“Elas não entendem que aqui a realidade é diferente”
os movimentos de (re)existência da Escola Comunitária de Educação Infantil do lixão
DOI:
https://doi.org/10.7213/1981-416X.24.081.DS13Resumo
O artigo apresenta memórias de lutas de mulheres, mães catadoras de lixo, em busca da garantia e acesso à educação de seus(as) filhos(as), algo já consagrado na Constituição Federal de 1988 (Brasil, 1988). Objetiva analisar, a partir da Teoria configuracional de Norbert Elias (2018), as redes de interdependência entre as catadoras de lixo, o Poder Público e a iniciativa privada no movimento de (re)existência da Escola Comunitária de Educação Infantil, localizada em um território que ainda é produzido pelas marcas da desigualdade – o lixão.

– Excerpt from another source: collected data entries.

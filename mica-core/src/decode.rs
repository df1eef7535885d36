//! Mask/match instruction decoding.
//!
//! Every [`InstructionDef`] fixes some bits of the 32-bit word (`mask`) to a
//! required pattern (`matches`); the rest are operand bits. Definitions
//! sharing a mask are grouped into a match-map, and the maps are tried from
//! most specific (most fixed bits) to least, so that a definition whose
//! fixed bits are a superset of another's always wins. This makes lookups a
//! handful of hash probes instead of a scan over the whole catalog.
//!
//! A decoder is built once per machine at startup and never changes.

use crate::instruction::InstructionDef;
use crate::isa;
use crate::MachineWidth;
use log::trace;
use std::collections::HashMap;
use std::fmt;

struct MatchMap {
    mask: u32,
    entries: HashMap<u32, &'static InstructionDef>,
}

pub struct Decoder {
    /// Ordered by decreasing `mask.count_ones()`, ties broken by ascending
    /// mask value, to make lookups deterministic.
    maps: Vec<MatchMap>,
}

impl Decoder {
    /// Builds a decoder over the given catalog slices.
    ///
    /// Panics if two definitions claim the same mask/match pair; that is a
    /// catalog bug, not a runtime condition.
    pub fn new(catalogs: &[&'static [InstructionDef]]) -> Self {
        let mut by_mask: HashMap<u32, HashMap<u32, &'static InstructionDef>> = HashMap::new();
        for definition in catalogs.iter().flat_map(|catalog| catalog.iter()) {
            let entries = by_mask.entry(definition.mask).or_default();
            if let Some(previous) = entries.insert(definition.matches, definition) {
                panic!(
                    "duplicate encoding {:#010x}/{:#010x}: {} and {}",
                    definition.mask, definition.matches, previous.name, definition.name
                );
            }
        }
        let mut maps: Vec<MatchMap> = by_mask
            .into_iter()
            .map(|(mask, entries)| MatchMap { mask, entries })
            .collect();
        maps.sort_unstable_by(|a, b| {
            b.mask
                .count_ones()
                .cmp(&a.mask.count_ones())
                .then(a.mask.cmp(&b.mask))
        });
        Self { maps }
    }

    /// Builds the decoder for a machine of the given width: the shared
    /// catalog plus the width-specific one.
    pub fn for_width(width: MachineWidth) -> Self {
        match width {
            MachineWidth::Rv32 => Self::new(&[isa::SHARED, isa::RV32_ONLY]),
            MachineWidth::Rv64 => Self::new(&[isa::SHARED, isa::RV64_ONLY]),
        }
    }

    /// Finds the unique definition matching `word`, or `None` if the word is
    /// not a known instruction. The caller decides what an unmatched word
    /// means; it is not an error here.
    pub fn decode(&self, word: u32) -> Option<&'static InstructionDef> {
        let definition = self
            .maps
            .iter()
            .find_map(|map| map.entries.get(&(word & map.mask)).copied());
        match definition {
            Some(definition) => trace!("decoded {word:#010x} as {}", definition.name),
            None => trace!("no definition matches {word:#010x}"),
        }
        definition
    }

    /// Number of definitions in the catalog.
    pub fn len(&self) -> usize {
        self.maps.iter().map(|map| map.entries.len()).sum()
    }

    pub fn is_empty(&self) -> bool {
        self.maps.is_empty()
    }
}

impl fmt::Debug for Decoder {
    fn fmt(&self, f: &mut fmt::Formatter<'_>) -> fmt::Result {
        f.debug_struct("Decoder")
            .field("maps", &self.maps.len())
            .field("definitions", &self.len())
            .finish()
    }
}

Metodologicamente, indica-se que a construção de informações está ancorada, fundamentalmente, em uma abordagem qualitativa (Angrosino, 2009), cuja problemática foi se desenhando a partir de uma etnografia (Geertz, 1989). Por meio da análise das memórias das trabalhadoras, conclui-se que a Escola Comunitária de Educação Infantil, e todas as suas especificidades, para além de um espaço constituído para o cuidado de crianças em situação de vulnerabilidade. Para as trabalhadoras, esse local é entendido como um espaço que se constrói nas redes de interdependências que as cercam na luta pela garantia dos direitos fundamentais de seus(as) filhos(as): proteção, educação e cidadania.